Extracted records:
--------

//! Configuration loading and store factory.

use std::path::{Path, PathBuf};
use std::sync::Arc;

use anyhow::{Context, Result};
use chrono::{Duration, FixedOffset};
use serde::{Deserialize, Serialize};

use examprep_core::engine::ServiceConfig;
use examprep_core::model::AttemptPolicy;
use examprep_core::traits::AttemptStore;

use crate::jsonl::JsonlStore;
use crate::memory::MemoryStore;

/// Where attempt records live.
#[derive(Debug, Clone, PartialEq, Serialize, Deserialize)]
#[serde(tag = "type", rename_all = "lowercase")]
pub enum StoreConfig {
    /// Records vanish when the process exits. Meant for library use and
    /// tests; each CLI invocation would start empty.
    Memory,
    Jsonl { path: PathBuf },
}

impl StoreConfig {
    /// Whether records outlive the process.
    pub fn is_persistent(&self) -> bool {
        !matches!(self, StoreConfig::Memory)
    }
}

impl Default for StoreConfig {
    fn default() -> Self {
        StoreConfig::Jsonl {
            path: PathBuf::from("./examprep-data/attempts.jsonl"),
        }
    }
}

/// Top-level examprep configuration.
#[derive(Debug, Clone, Serialize, Deserialize)]
pub struct ExamprepConfig {
    #[serde(default)]
    pub store: StoreConfig,
    /// User recorded when none is given on the command line.
    #[serde(default = "default_user")]
    pub default_user: String,
    /// How long a user's records stay cached, in seconds.
    #[serde(default = "default_cache_ttl")]
    pub cache_ttl_secs: u64,
    /// Zone for day and hour grouping, in minutes east of UTC.
    #[serde(default)]
    pub utc_offset_minutes: i32,
    /// Output directory for reports.
    #[serde(default = "default_output_dir")]
    pub output_dir: PathBuf,
    /// Which attempts count towards progress.
    #[serde(default)]
    pub attempt_policy: AttemptPolicy,
}

fn default_user() -> String {
    "local".to_string()
}
fn default_cache_ttl() -> u64 {
    60
}
fn default_output_dir() -> PathBuf {
    PathBuf::from("./examprep-results")
}

impl Default for ExamprepConfig {
    fn default() -> Self {
        Self {
            store: StoreConfig::default(),
            default_user: default_user(),
            cache_ttl_secs: default_cache_ttl(),
            utc_offset_minutes: 0,
            output_dir: default_output_dir(),
            attempt_policy: AttemptPolicy::All,
        }
    }
}

impl ExamprepConfig {
    /// The zone configured by `utc_offset_minutes`.
    pub fn utc_offset(&self) -> Result<FixedOffset> {
        FixedOffset::east_opt(self.utc_offset_minutes * 60).with_context(|| {
            format!(
                "utc_offset_minutes out of range: {}",
                self.utc_offset_minutes
            )
        })
    }

    /// Settings for the submission service.
    pub fn service_config(&self) -> Result<ServiceConfig> {
        let ttl = i64::try_from(self.cache_ttl_secs).context("cache_ttl_secs too large")?;
        Ok(ServiceConfig {
            cache_ttl: Duration::seconds(ttl),
            utc_offset: self.utc_offset()?,
            attempt_policy: self.attempt_policy,
        })
    }
}

/// Resolve environment variable references like `${VAR_NAME}` in a string.
/// Unset variables resolve to an empty string.
fn resolve_env_vars(s: &str) -> String {
    let mut result = String::with_capacity(s.len());
    let mut rest = s;
    while let Some(start) = rest.find("${") {
        let Some(len) = rest[start..].find('}') else {
            break;
        };
        result.push_str(&rest[..start]);
        let var_name = &rest[start + 2..start + len];
        result.push_str(&std::env::var(var_name).unwrap_or_default());
        rest = &rest[start + len + 1..];
    }
    result.push_str(rest);
    result
}

fn resolve_path(path: &Path) -> PathBuf {
    PathBuf::from(resolve_env_vars(&path.to_string_lossy()))
}

/// Load configuration from well-known paths.
///
/// Search order:
/// 1. `examprep.toml` in the current directory
/// 2. `~/.config/examprep/config.toml`
///
/// Environment variable overrides: `EXAMPREP_USER`, `EXAMPREP_STORE_PATH`.
pub fn load_config() -> Result<ExamprepConfig> {
    load_config_from(None)
}

/// Load config from an explicit path, or search the default locations.
pub fn load_config_from(path: Option<&Path>) -> Result<ExamprepConfig> {
    let config_path = match path {
        Some(p) if p.exists() => Some(p.to_path_buf()),
        Some(p) => anyhow::bail!("config file not found: {}", p.display()),
        None => {
            let local = PathBuf::from("examprep.toml");
            if local.exists() {
                Some(local)
            } else {
                dirs_path()
                    .map(|dir| dir.join("config.toml"))
                    .filter(|global| global.exists())
            }
        }
    };

    let mut config = match config_path {
        Some(path) => {
            let content = std::fs::read_to_string(&path)
                .with_context(|| format!("failed to read config: {}", path.display()))?;
            let config = toml::from_str::<ExamprepConfig>(&content)
                .with_context(|| format!("failed to parse config: {}", path.display()))?;
            tracing::debug!(path = %path.display(), "loaded config");
            config
        }
        None => ExamprepConfig::default(),
    };

    config.default_user = resolve_env_vars(&config.default_user);
    config.output_dir = resolve_path(&config.output_dir);
    if let StoreConfig::Jsonl { path } = &mut config.store {
        *path = resolve_path(path);
    }

    if let Ok(user) = std::env::var("EXAMPREP_USER") {
        config.default_user = user;
    }
    if let Ok(path) = std::env::var("EXAMPREP_STORE_PATH") {
        config.store = StoreConfig::Jsonl {
            path: PathBuf::from(path),
        };
    }

    Ok(config)
}

fn dirs_path() -> Option<PathBuf> {
    std::env::var("HOME")
        .ok()
        .map(|h| PathBuf::from(h).join(".config").join("examprep"))
}

/// Create a store instance from its configuration.
pub fn create_store(config: &StoreConfig) -> Arc<dyn AttemptStore> {
    if !config.is_persistent() {
        tracing::warn!("memory store selected; attempts are lost when the process exits");
    }
    match config {
        StoreConfig::Memory => Arc::new(MemoryStore::new()),
        StoreConfig::Jsonl { path } => Arc::new(JsonlStore::new(path.clone())),
    }
}
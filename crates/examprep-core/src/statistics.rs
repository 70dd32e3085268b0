//! Progress aggregation over attempt records.
//!
//! Every function here is total over the empty input: no records means
//! zero tallies and zero-filled buckets, never an error. Accuracy is kept
//! as an unrounded percentage; rounding happens where it is displayed.

use std::collections::{BTreeMap, BTreeSet};

use chrono::{DateTime, Datelike, FixedOffset, NaiveDate, Timelike, Utc};
use serde::{Deserialize, Serialize};

use crate::model::AttemptRecord;

/// A count of attempts and how many were correct.
#[derive(Debug, Clone, Copy, Default, PartialEq, Eq, Serialize, Deserialize)]
pub struct Tally {
    pub total: u64,
    pub correct: u64,
}

impl Tally {
    pub fn record(&mut self, is_correct: bool) {
        self.total += 1;
        if is_correct {
            self.correct += 1;
        }
    }

    /// Correct share as a percentage, 0 when there are no attempts.
    pub fn accuracy(&self) -> f64 {
        if self.total == 0 {
            0.0
        } else {
            self.correct as f64 / self.total as f64 * 100.0
        }
    }
}

impl std::ops::Add for Tally {
    type Output = Tally;

    fn add(self, other: Tally) -> Tally {
        Tally {
            total: self.total + other.total,
            correct: self.correct + other.correct,
        }
    }
}

impl std::iter::Sum for Tally {
    fn sum<I: Iterator<Item = Tally>>(iter: I) -> Tally {
        iter.fold(Tally::default(), |acc, t| acc + t)
    }
}

// ---------------------------------------------------------------------------
// Catalog summary
// ---------------------------------------------------------------------------

/// Progress within one subject.
#[derive(Debug, Clone, Default, PartialEq, Serialize, Deserialize)]
pub struct SubjectProgress {
    #[serde(flatten)]
    pub tally: Tally,
    pub chapters: BTreeMap<String, Tally>,
}

/// Progress within one exam.
#[derive(Debug, Clone, Default, PartialEq, Serialize, Deserialize)]
pub struct ExamProgress {
    #[serde(flatten)]
    pub tally: Tally,
    pub subjects: BTreeMap<String, SubjectProgress>,
}

/// Exam → subject → chapter roll-up of a set of attempts.
///
/// `tally` counts every record. A record missing its exam type is left
/// out of `exams`; one missing its subject or chapter stops at the level
/// above.
#[derive(Debug, Clone, Default, PartialEq, Serialize, Deserialize)]
pub struct ProgressSummary {
    #[serde(flatten)]
    pub tally: Tally,
    pub exams: BTreeMap<String, ExamProgress>,
}

impl ProgressSummary {
    /// Completion percentage at exam, subject, or chapter granularity.
    ///
    /// Computed from the summed counts at that level, so chapters weigh in
    /// by how many questions were attempted. Unknown keys yield 0.
    pub fn completion(&self, exam: &str, subject: Option<&str>, chapter: Option<&str>) -> f64 {
        self.tally_at(exam, subject, chapter)
            .map(|t| t.accuracy())
            .unwrap_or(0.0)
    }

    /// The tally at a given catalog position, if any attempts landed there.
    pub fn tally_at(&self, exam: &str, subject: Option<&str>, chapter: Option<&str>) -> Option<Tally> {
        let exam_progress = self.exams.get(exam)?;
        let Some(subject) = subject else {
            return Some(exam_progress.tally);
        };
        let subject_progress = exam_progress.subjects.get(subject)?;
        match chapter {
            Some(chapter) => subject_progress.chapters.get(chapter).copied(),
            None => Some(subject_progress.tally),
        }
    }

    /// Iterate `(exam, subject, chapter, tally)` over every chapter.
    pub fn chapters(&self) -> impl Iterator<Item = (&str, &str, &str, &Tally)> {
        self.exams.iter().flat_map(|(exam, e)| {
            e.subjects.iter().flat_map(move |(subject, s)| {
                s.chapters
                    .iter()
                    .map(move |(chapter, t)| (exam.as_str(), subject.as_str(), chapter.as_str(), t))
            })
        })
    }
}

/// Build the exam → subject → chapter summary.
pub fn summarize(records: &[AttemptRecord]) -> ProgressSummary {
    let mut summary = ProgressSummary::default();

    for r in records {
        summary.tally.record(r.is_correct);

        let Some(exam) = &r.exam_type else { continue };
        let exam_progress = summary.exams.entry(exam.clone()).or_default();
        exam_progress.tally.record(r.is_correct);

        let Some(subject) = &r.subject else { continue };
        let subject_progress = exam_progress.subjects.entry(subject.clone()).or_default();
        subject_progress.tally.record(r.is_correct);

        let Some(chapter) = &r.chapter else { continue };
        subject_progress
            .chapters
            .entry(chapter.clone())
            .or_default()
            .record(r.is_correct);
    }

    summary
}

// ---------------------------------------------------------------------------
// Time series and streaks
// ---------------------------------------------------------------------------

/// Attempts on one calendar day.
#[derive(Debug, Clone, PartialEq, Serialize, Deserialize)]
pub struct DailyPoint {
    pub date: NaiveDate,
    pub total_attempts: u64,
    pub correct_attempts: u64,
    pub accuracy_percent: f64,
    pub time_spent_minutes: f64,
}

fn local_date(ts: &DateTime<Utc>, offset: FixedOffset) -> NaiveDate {
    ts.with_timezone(&offset).date_naive()
}

/// Daily buckets in ascending date order. Days without attempts are
/// omitted, so consecutive points need not be consecutive days.
pub fn time_series(records: &[AttemptRecord], offset: FixedOffset) -> Vec<DailyPoint> {
    let mut days: BTreeMap<NaiveDate, (Tally, u64)> = BTreeMap::new();

    for r in records {
        let Some(ts) = &r.submitted_at else { continue };
        let (tally, seconds) = days.entry(local_date(ts, offset)).or_default();
        tally.record(r.is_correct);
        *seconds += r.time_spent();
    }

    days.into_iter()
        .map(|(date, (tally, seconds))| DailyPoint {
            date,
            total_attempts: tally.total,
            correct_attempts: tally.correct,
            accuracy_percent: tally.accuracy(),
            time_spent_minutes: seconds as f64 / 60.0,
        })
        .collect()
}

fn active_days(records: &[AttemptRecord], offset: FixedOffset) -> BTreeSet<NaiveDate> {
    records
        .iter()
        .filter_map(|r| r.submitted_at.as_ref())
        .map(|ts| local_date(ts, offset))
        .collect()
}

/// Longest run of consecutive calendar days with at least one attempt.
pub fn longest_streak(records: &[AttemptRecord], offset: FixedOffset) -> u32 {
    let mut longest = 0;
    let mut run = 0;
    let mut previous: Option<NaiveDate> = None;

    for day in active_days(records, offset) {
        run = match previous {
            Some(prev) if (day - prev).num_days() == 1 => run + 1,
            _ => 1,
        };
        longest = longest.max(run);
        previous = Some(day);
    }

    longest
}

/// Length of the run ending today, or yesterday if nothing was attempted
/// today yet. Zero when neither day has attempts.
pub fn current_streak(records: &[AttemptRecord], today: NaiveDate, offset: FixedOffset) -> u32 {
    let days = active_days(records, offset);
    let mut cursor = if days.contains(&today) {
        today
    } else {
        match today.pred_opt() {
            Some(yesterday) if days.contains(&yesterday) => yesterday,
            _ => return 0,
        }
    };

    let mut streak = 0;
    while days.contains(&cursor) {
        streak += 1;
        match cursor.pred_opt() {
            Some(prev) => cursor = prev,
            None => break,
        }
    }
    streak
}

// ---------------------------------------------------------------------------
// Buckets
// ---------------------------------------------------------------------------

/// One labelled bucket of a grouping.
#[derive(Debug, Clone, PartialEq, Serialize, Deserialize)]
pub struct BucketStats {
    pub label: String,
    #[serde(flatten)]
    pub tally: Tally,
}

impl BucketStats {
    fn empty(label: impl Into<String>) -> Self {
        Self {
            label: label.into(),
            tally: Tally::default(),
        }
    }

    pub fn accuracy(&self) -> f64 {
        self.tally.accuracy()
    }
}

/// Find a bucket by label.
pub fn bucket<'a>(buckets: &'a [BucketStats], label: &str) -> Option<&'a BucketStats> {
    buckets.iter().find(|b| b.label == label)
}

/// How long a question took to answer.
#[derive(Debug, Clone, Copy, PartialEq, Eq, Hash)]
pub enum TimeSpentBucket {
    Quick,
    Short,
    Medium,
    Long,
    VeryLong,
}

impl TimeSpentBucket {
    pub const ALL: [TimeSpentBucket; 5] = [
        TimeSpentBucket::Quick,
        TimeSpentBucket::Short,
        TimeSpentBucket::Medium,
        TimeSpentBucket::Long,
        TimeSpentBucket::VeryLong,
    ];

    pub fn for_seconds(seconds: u64) -> Self {
        match seconds {
            0..=29 => TimeSpentBucket::Quick,
            30..=59 => TimeSpentBucket::Short,
            60..=119 => TimeSpentBucket::Medium,
            120..=299 => TimeSpentBucket::Long,
            _ => TimeSpentBucket::VeryLong,
        }
    }

    pub fn label(&self) -> &'static str {
        match self {
            TimeSpentBucket::Quick => "Quick (<30 sec)",
            TimeSpentBucket::Short => "Short (30-60 sec)",
            TimeSpentBucket::Medium => "Medium (1-2 min)",
            TimeSpentBucket::Long => "Long (2-5 min)",
            TimeSpentBucket::VeryLong => "Very Long (>5 min)",
        }
    }

    fn index(&self) -> usize {
        *self as usize
    }
}

/// Which attempt at a question a record was.
#[derive(Debug, Clone, Copy, PartialEq, Eq, Hash)]
pub enum AttemptBucket {
    One,
    Two,
    Three,
    FourPlus,
}

impl AttemptBucket {
    pub const ALL: [AttemptBucket; 4] = [
        AttemptBucket::One,
        AttemptBucket::Two,
        AttemptBucket::Three,
        AttemptBucket::FourPlus,
    ];

    /// Attempt counts below 1 are treated as a first attempt.
    pub fn for_count(attempt_count: u32) -> Self {
        match attempt_count {
            0 | 1 => AttemptBucket::One,
            2 => AttemptBucket::Two,
            3 => AttemptBucket::Three,
            _ => AttemptBucket::FourPlus,
        }
    }

    pub fn label(&self) -> &'static str {
        match self {
            AttemptBucket::One => "1 Attempt",
            AttemptBucket::Two => "2 Attempts",
            AttemptBucket::Three => "3 Attempts",
            AttemptBucket::FourPlus => "4+ Attempts",
        }
    }

    fn index(&self) -> usize {
        *self as usize
    }
}

/// Inclusive 0–100 score ranges.
#[derive(Debug, Clone, Copy, PartialEq, Eq, Hash)]
pub enum ScoreBucket {
    UpTo20,
    UpTo40,
    UpTo60,
    UpTo80,
    UpTo100,
}

impl ScoreBucket {
    pub const ALL: [ScoreBucket; 5] = [
        ScoreBucket::UpTo20,
        ScoreBucket::UpTo40,
        ScoreBucket::UpTo60,
        ScoreBucket::UpTo80,
        ScoreBucket::UpTo100,
    ];

    /// Values outside 0–100 fall into the nearest end bucket.
    pub fn for_score(score: f64) -> Self {
        if score <= 20.0 {
            ScoreBucket::UpTo20
        } else if score <= 40.0 {
            ScoreBucket::UpTo40
        } else if score <= 60.0 {
            ScoreBucket::UpTo60
        } else if score <= 80.0 {
            ScoreBucket::UpTo80
        } else {
            ScoreBucket::UpTo100
        }
    }

    pub fn label(&self) -> &'static str {
        match self {
            ScoreBucket::UpTo20 => "0-20",
            ScoreBucket::UpTo40 => "21-40",
            ScoreBucket::UpTo60 => "41-60",
            ScoreBucket::UpTo80 => "61-80",
            ScoreBucket::UpTo100 => "81-100",
        }
    }

    fn index(&self) -> usize {
        *self as usize
    }
}

const WEEKDAYS: [&str; 7] = [
    "Monday",
    "Tuesday",
    "Wednesday",
    "Thursday",
    "Friday",
    "Saturday",
    "Sunday",
];

fn tally_into(buckets: &mut [BucketStats], index: usize, is_correct: bool) {
    buckets[index].tally.record(is_correct);
}

/// Group attempts by how long they took. Missing times count as 0 seconds.
pub fn bucket_by_time_spent(records: &[AttemptRecord]) -> Vec<BucketStats> {
    let mut buckets: Vec<BucketStats> = TimeSpentBucket::ALL
        .iter()
        .map(|b| BucketStats::empty(b.label()))
        .collect();
    for r in records {
        let index = TimeSpentBucket::for_seconds(r.time_spent()).index();
        tally_into(&mut buckets, index, r.is_correct);
    }
    buckets
}

/// Group attempts by attempt number.
pub fn bucket_by_attempt_count(records: &[AttemptRecord]) -> Vec<BucketStats> {
    let mut buckets: Vec<BucketStats> = AttemptBucket::ALL
        .iter()
        .map(|b| BucketStats::empty(b.label()))
        .collect();
    for r in records {
        let index = AttemptBucket::for_count(r.attempt_count).index();
        tally_into(&mut buckets, index, r.is_correct);
    }
    buckets
}

/// Group attempts by local hour of submission, labelled `00:00`..`23:00`.
pub fn bucket_by_hour_of_day(records: &[AttemptRecord], offset: FixedOffset) -> Vec<BucketStats> {
    let mut buckets: Vec<BucketStats> = (0..24)
        .map(|h| BucketStats::empty(format!("{h:02}:00")))
        .collect();
    for r in records {
        let Some(ts) = &r.submitted_at else { continue };
        let hour = ts.with_timezone(&offset).hour() as usize;
        tally_into(&mut buckets, hour, r.is_correct);
    }
    buckets
}

/// Group attempts by local day of week, Monday first.
pub fn bucket_by_day_of_week(records: &[AttemptRecord], offset: FixedOffset) -> Vec<BucketStats> {
    let mut buckets: Vec<BucketStats> = WEEKDAYS.iter().map(|d| BucketStats::empty(*d)).collect();
    for r in records {
        let Some(ts) = &r.submitted_at else { continue };
        let day = ts.with_timezone(&offset).weekday().num_days_from_monday() as usize;
        tally_into(&mut buckets, day, r.is_correct);
    }
    buckets
}

/// Count scores already normalized to 0–100 into the five score ranges.
/// Only `total` is meaningful here.
pub fn score_distribution(scores: &[f64]) -> Vec<BucketStats> {
    let mut buckets: Vec<BucketStats> = ScoreBucket::ALL
        .iter()
        .map(|b| BucketStats::empty(b.label()))
        .collect();
    for &score in scores {
        buckets[ScoreBucket::for_score(score).index()].tally.total += 1;
    }
    buckets
}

--------

◆ Your goal: Across the data above, how many lines include the word "entry"? Give only the number.

◆ Your response: 4